Task → From the records below, copy out each line that has the word "NotificationId".

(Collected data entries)
_____

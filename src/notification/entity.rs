//! Notification record and its derived fields.

use std::fmt;
use std::str::FromStr;

use chrono::{DateTime, Utc};
use serde::{Deserialize, Serialize};
use serde_json::{Map, Value};
use thiserror::Error;

use crate::template::{TemplateRegistry, TemplateResult};

/// Store-assigned notification identifier
pub type NotificationId = i64;

#[derive(Debug, Clone, PartialEq, Eq, Error)]
pub enum EntityError {
    #[error("user_id is required")]
    MissingUserId,

    #[error("template is required")]
    MissingTemplate,

    #[error("Invalid state value: {0}")]
    InvalidState(i16),
}

/// Read state of a notification
#[derive(Debug, Clone, Copy, PartialEq, Eq, Hash, Default, Serialize, Deserialize)]
#[serde(rename_all = "lowercase")]
pub enum NotificationState {
    #[default]
    Unread,
    Read,
}

impl NotificationState {
    pub const UNREAD_STATUS: i16 = 1;
    pub const READ_STATUS: i16 = 0;

    /// Stored column value
    pub fn as_i16(self) -> i16 {
        match self {
            NotificationState::Unread => Self::UNREAD_STATUS,
            NotificationState::Read => Self::READ_STATUS,
        }
    }

    pub fn as_str(self) -> &'static str {
        match self {
            NotificationState::Unread => "unread",
            NotificationState::Read => "read",
        }
    }
}

impl TryFrom<i16> for NotificationState {
    type Error = EntityError;

    fn try_from(value: i16) -> Result<Self, Self::Error> {
        match value {
            Self::UNREAD_STATUS => Ok(NotificationState::Unread),
            Self::READ_STATUS => Ok(NotificationState::Read),
            other => Err(EntityError::InvalidState(other)),
        }
    }
}

impl FromStr for NotificationState {
    type Err = String;

    fn from_str(s: &str) -> Result<Self, Self::Err> {
        match s.trim().to_ascii_lowercase().as_str() {
            "unread" | "1" => Ok(NotificationState::Unread),
            "read" | "0" => Ok(NotificationState::Read),
            other => Err(format!("unknown notification state '{}'", other)),
        }
    }
}

impl fmt::Display for NotificationState {
    fn fmt(&self, f: &mut fmt::Formatter<'_>) -> fmt::Result {
        f.write_str(self.as_str())
    }
}

/// Substitution values of a notification.
///
/// Stored as JSON text. Text that does not parse to a JSON object is kept
/// as-is in `Raw` and renders no substitutions.
#[derive(Debug, Clone, PartialEq, Serialize, Deserialize)]
#[serde(untagged)]
pub enum Vars {
    Map(Map<String, Value>),
    Raw(String),
}

impl Default for Vars {
    fn default() -> Self {
        Vars::Map(Map::new())
    }
}

impl From<Map<String, Value>> for Vars {
    fn from(map: Map<String, Value>) -> Self {
        Vars::Map(map)
    }
}

impl Vars {
    /// Parse stored text
    pub fn from_text(text: &str) -> Self {
        match serde_json::from_str::<Value>(text) {
            Ok(Value::Object(map)) => Vars::Map(map),
            _ => Vars::Raw(text.to_string()),
        }
    }

    /// Text form persisted by the store
    pub fn to_text(&self) -> String {
        match self {
            Vars::Map(map) => Value::Object(map.clone()).to_string(),
            Vars::Raw(raw) => raw.clone(),
        }
    }

    pub fn as_map(&self) -> Option<&Map<String, Value>> {
        match self {
            Vars::Map(map) => Some(map),
            Vars::Raw(_) => None,
        }
    }
}

/// Assignable fields of a new notification.
///
/// `state`, `id` and `created` are owned by the store; if present in
/// deserialized input they are ignored.
#[derive(Debug, Clone, PartialEq, Serialize, Deserialize)]
pub struct NewNotification {
    pub user_id: String,
    pub template: String,
    #[serde(default)]
    pub vars: Vars,
    #[serde(default)]
    pub tracking_id: Option<String>,
}

impl NewNotification {
    pub fn new(user_id: impl Into<String>, template: impl Into<String>) -> Self {
        Self {
            user_id: user_id.into(),
            template: template.into(),
            vars: Vars::default(),
            tracking_id: None,
        }
    }

    pub fn vars(mut self, vars: impl Into<Vars>) -> Self {
        self.vars = vars.into();
        self
    }

    pub fn tracking_id(mut self, tracking_id: impl Into<String>) -> Self {
        self.tracking_id = Some(tracking_id.into());
        self
    }

    pub fn validate(&self) -> Result<(), EntityError> {
        if self.user_id.trim().is_empty() {
            return Err(EntityError::MissingUserId);
        }
        if self.template.trim().is_empty() {
            return Err(EntityError::MissingTemplate);
        }
        Ok(())
    }
}

/// A persisted notification.
///
/// Title, body and the read flags are computed on access and never stored.
#[derive(Debug, Clone, PartialEq)]
pub struct Notification {
    id: NotificationId,
    user_id: String,
    template: String,
    vars: String,
    state: NotificationState,
    tracking_id: Option<String>,
    created: DateTime<Utc>,
}

impl Notification {
    /// Materialize a stored row
    pub fn from_stored(
        id: NotificationId,
        user_id: String,
        template: String,
        vars: String,
        state: NotificationState,
        tracking_id: Option<String>,
        created: DateTime<Utc>,
    ) -> Self {
        Self {
            id,
            user_id,
            template,
            vars,
            state,
            tracking_id,
            created,
        }
    }

    /// Materialize a freshly inserted draft
    pub fn from_new(id: NotificationId, draft: NewNotification, created: DateTime<Utc>) -> Self {
        Self {
            id,
            user_id: draft.user_id,
            template: draft.template,
            vars: draft.vars.to_text(),
            state: NotificationState::Unread,
            tracking_id: draft.tracking_id,
            created,
        }
    }

    pub fn id(&self) -> NotificationId {
        self.id
    }

    pub fn user_id(&self) -> &str {
        &self.user_id
    }

    pub fn template(&self) -> &str {
        &self.template
    }

    pub fn vars(&self) -> Vars {
        Vars::from_text(&self.vars)
    }

    /// Stored text form of `vars`
    pub fn vars_text(&self) -> &str {
        &self.vars
    }

    pub fn state(&self) -> NotificationState {
        self.state
    }

    pub fn tracking_id(&self) -> Option<&str> {
        self.tracking_id.as_deref()
    }

    pub fn created(&self) -> DateTime<Utc> {
        self.created
    }

    pub fn is_unread(&self) -> bool {
        self.state == NotificationState::Unread
    }

    pub fn is_read(&self) -> bool {
        self.state == NotificationState::Read
    }

    /// Transition to read. Returns whether the state changed.
    pub(crate) fn mark_read(&mut self) -> bool {
        let changed = self.is_unread();
        self.state = NotificationState::Read;
        changed
    }

    pub fn try_title(&self, templates: &TemplateRegistry) -> TemplateResult<String> {
        templates.render_title(&self.template, &self.substitutions())
    }

    pub fn try_body(&self, templates: &TemplateRegistry) -> TemplateResult<String> {
        templates.render_body(&self.template, &self.substitutions())
    }

    /// Rendered title, or an empty string when the template is not configured
    pub fn title(&self, templates: &TemplateRegistry) -> String {
        self.try_title(templates).unwrap_or_else(|e| {
            tracing::debug!(notification_id = self.id, error = %e, "Rendering empty title");
            String::new()
        })
    }

    /// Rendered body, or an empty string when the template is not configured
    pub fn body(&self, templates: &TemplateRegistry) -> String {
        self.try_body(templates).unwrap_or_else(|e| {
            tracing::debug!(notification_id = self.id, error = %e, "Rendering empty body");
            String::new()
        })
    }

    /// Serializable view with all derived fields resolved
    pub fn render(&self, templates: &TemplateRegistry) -> NotificationView {
        NotificationView {
            id: self.id,
            user_id: self.user_id.clone(),
            template: self.template.clone(),
            vars: self.vars(),
            state: self.state,
            tracking_id: self.tracking_id.clone(),
            created: self.created,
            title: self.title(templates),
            body: self.body(templates),
            unread: self.is_unread(),
            read: self.is_read(),
        }
    }

    fn substitutions(&self) -> Map<String, Value> {
        match self.vars() {
            Vars::Map(map) => map,
            Vars::Raw(_) => Map::new(),
        }
    }
}

/// Notification as returned to clients and delivery channels
#[derive(Debug, Clone, PartialEq, Serialize, Deserialize)]
pub struct NotificationView {
    pub id: NotificationId,
    pub user_id: String,
    pub template: String,
    pub vars: Vars,
    pub state: NotificationState,
    #[serde(skip_serializing_if = "Option::is_none")]
    pub tracking_id: Option<String>,
    pub created: DateTime<Utc>,
    pub title: String,
    pub body: String,
    pub unread: bool,
    pub read: bool,
}

#[cfg(test)]
mod tests {
    use super::*;
    use serde_json::json;

    fn registry() -> TemplateRegistry {
        TemplateRegistry::default().with_template("greeting", "Hello {name}", "Welcome, {name}!")
    }

    fn stored(template: &str, vars: &str, state: NotificationState) -> Notification {
        Notification::from_stored(
            1,
            "user-1".to_string(),
            template.to_string(),
            vars.to_string(),
            state,
            None,
            Utc::now(),
        )
    }

    #[test]
    fn test_state_column_values() {
        assert_eq!(NotificationState::Unread.as_i16(), 1);
        assert_eq!(NotificationState::Read.as_i16(), 0);
        assert_eq!(NotificationState::try_from(1), Ok(NotificationState::Unread));
        assert_eq!(NotificationState::try_from(0), Ok(NotificationState::Read));
        assert_eq!(
            NotificationState::try_from(2),
            Err(EntityError::InvalidState(2))
        );
    }

    #[test]
    fn test_state_from_str() {
        assert_eq!("unread".parse(), Ok(NotificationState::Unread));
        assert_eq!("READ".parse(), Ok(NotificationState::Read));
        assert_eq!("1".parse(), Ok(NotificationState::Unread));
        assert!("maybe".parse::<NotificationState>().is_err());
    }

    #[test]
    fn test_read_flags_follow_state() {
        let mut notification = stored("greeting", "{}", NotificationState::Unread);
        assert!(notification.is_unread());
        assert!(!notification.is_read());

        assert!(notification.mark_read());
        assert!(!notification.is_unread());
        assert!(notification.is_read());

        // Idempotent
        assert!(!notification.mark_read());
        assert!(notification.is_read());
    }

    #[test]
    fn test_vars_round_trip() {
        let map = json!({
            "name": "Ann",
            "total": 12.5,
            "items": [1, 2, 3],
            "nested": {"flag": true, "none": null}
        })
        .as_object()
        .cloned()
        .unwrap();

        let vars = Vars::from(map.clone());
        let text = vars.to_text();

        assert_eq!(Vars::from_text(&text), Vars::Map(map));
    }

    #[test]
    fn test_vars_non_object_passes_through() {
        assert_eq!(Vars::from_text("plain"), Vars::Raw("plain".to_string()));
        assert_eq!(Vars::from_text("[1,2]"), Vars::Raw("[1,2]".to_string()));
        assert_eq!(Vars::Raw("plain".to_string()).to_text(), "plain");
    }

    #[test]
    fn test_title_and_body() {
        let notification = stored("greeting", r#"{"name":"Ann"}"#, NotificationState::Unread);
        let templates = registry();

        assert_eq!(notification.title(&templates), "Hello Ann");
        assert_eq!(notification.body(&templates), "Welcome, Ann!");
    }

    #[test]
    fn test_missing_template_renders_empty() {
        let notification = stored("unknown", r#"{"name":"Ann"}"#, NotificationState::Unread);
        let templates = registry();

        assert_eq!(notification.title(&templates), "");
        assert_eq!(notification.body(&templates), "");
        assert!(notification.try_title(&templates).is_err());
    }

    #[test]
    fn test_raw_vars_render_template_unchanged() {
        let notification = stored("greeting", "not json", NotificationState::Unread);
        assert_eq!(notification.title(&registry()), "Hello {name}");
    }

    #[test]
    fn test_render_view() {
        let mut notification = stored("greeting", r#"{"name":"Ann"}"#, NotificationState::Unread);
        notification.mark_read();

        let view = notification.render(&registry());
        assert_eq!(view.title, "Hello Ann");
        assert!(view.read);
        assert!(!view.unread);
        assert_eq!(view.state, NotificationState::Read);

        let json = serde_json::to_value(&view).unwrap();
        assert_eq!(json["state"], "read");
        assert_eq!(json["vars"]["name"], "Ann");
        assert!(json.get("tracking_id").is_none());
    }

    #[test]
    fn test_new_notification_ignores_protected_fields() {
        let draft: NewNotification = serde_json::from_value(json!({
            "user_id": "user-1",
            "template": "greeting",
            "vars": {"name": "Ann"},
            "state": 0,
            "id": 99
        }))
        .unwrap();

        let notification = Notification::from_new(7, draft, Utc::now());
        assert_eq!(notification.id(), 7);
        assert!(notification.is_unread());
        assert_eq!(notification.vars_text(), r#"{"name":"Ann"}"#);
    }

    #[test]
    fn test_new_notification_validation() {
        assert_eq!(
            NewNotification::new("", "greeting").validate(),
            Err(EntityError::MissingUserId)
        );
        assert_eq!(
            NewNotification::new("user-1", " ").validate(),
            Err(EntityError::MissingTemplate)
        );
        assert!(NewNotification::new("user-1", "greeting").validate().is_ok());
    }
}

_____

Expected answer →
pub type NotificationId = i64;
    id: NotificationId,
        id: NotificationId,
    pub fn from_new(id: NotificationId, draft: NewNotification, created: DateTime<Utc>) -> Self {
    pub fn id(&self) -> NotificationId {
    pub id: NotificationId,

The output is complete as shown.